__What you are asked to do__: Filter these entries down to lines holding "configuration".

__Extracted records__:
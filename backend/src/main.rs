use std::net::SocketAddr;

use tower_sessions_sqlx_store::PostgresStore;
use tracing_subscriber::{layer::SubscriberExt, util::SubscriberInitExt};

use gamevault_backend::{
    config::Config,
    db::connection::{create_pool, DbPool},
    router::router,
    state::AppState,
};

fn mask_secret(s: &str) -> String {
    if s.is_empty() {
        return "<empty>".into();
    }
    let prefix = s.chars().take(4).collect::<String>();
    format!("{}*** (len={})", prefix, s.len())
}

#[tokio::main]
async fn main() -> anyhow::Result<()> {
    // Initialize tracing
    tracing_subscriber::registry()
        .with(
            tracing_subscriber::EnvFilter::try_from_default_env()
                .unwrap_or_else(|_| "gamevault_backend=debug,tower_http=debug".into()),
        )
        .with(tracing_subscriber::fmt::layer())
        .init();

    // Load configuration
    let config = Config::load()?;
    tracing::info!(
        database_url = %mask_database_url(&config.database_url),
        session_secret = %mask_secret(&config.session_secret),
        session_ttl_days = config.session_ttl_days,
        steam_return_url = %config.steam_return_url,
        steam_realm = %config.steam_realm,
        steam_api_key = %config.steam_api_key.as_deref().map(mask_secret).unwrap_or_default(),
        admin_configured = config.admin_steam_id.is_some(),
        static_dir = %config.static_dir,
        "Loaded configuration from environment/.env"
    );
    if config.uses_default_session_secret() {
        tracing::warn!("SESSION_SECRET is not set; using the development secret");
    }
    if config.admin_steam_id.is_none() {
        tracing::warn!("ADMIN_STEAM_ID is not set; listing changes are disabled");
    }

    // Initialize database
    let pool: DbPool = create_pool(&config.database_url, config.database_max_connections).await?;
    sqlx::migrate!("./migrations").run(&pool).await?;
    let session_store = PostgresStore::new(pool.clone());
    session_store.migrate().await?;

    let port = config.port;
    let app = router(AppState::from_pool(pool, config)?, session_store);

    // Start server
    let addr = SocketAddr::from(([0, 0, 0, 0], port));
    tracing::info!("Server listening on {}", addr);

    let listener = tokio::net::TcpListener::bind(addr).await?;
    axum::serve(listener, app).await?;

    Ok(())
}

/// Hides the password component of a connection URL.
fn mask_database_url(raw: &str) -> String {
    match url::Url::parse(raw) {
        Ok(mut parsed) if parsed.password().is_some() => {
            let _ = parsed.set_password(Some("***"));
            parsed.to_string()
        }
        Ok(parsed) => parsed.to_string(),
        Err(_) => mask_secret(raw),
    }
}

__Exercise output__:
    // Load configuration
        "Loaded configuration from environment/.env"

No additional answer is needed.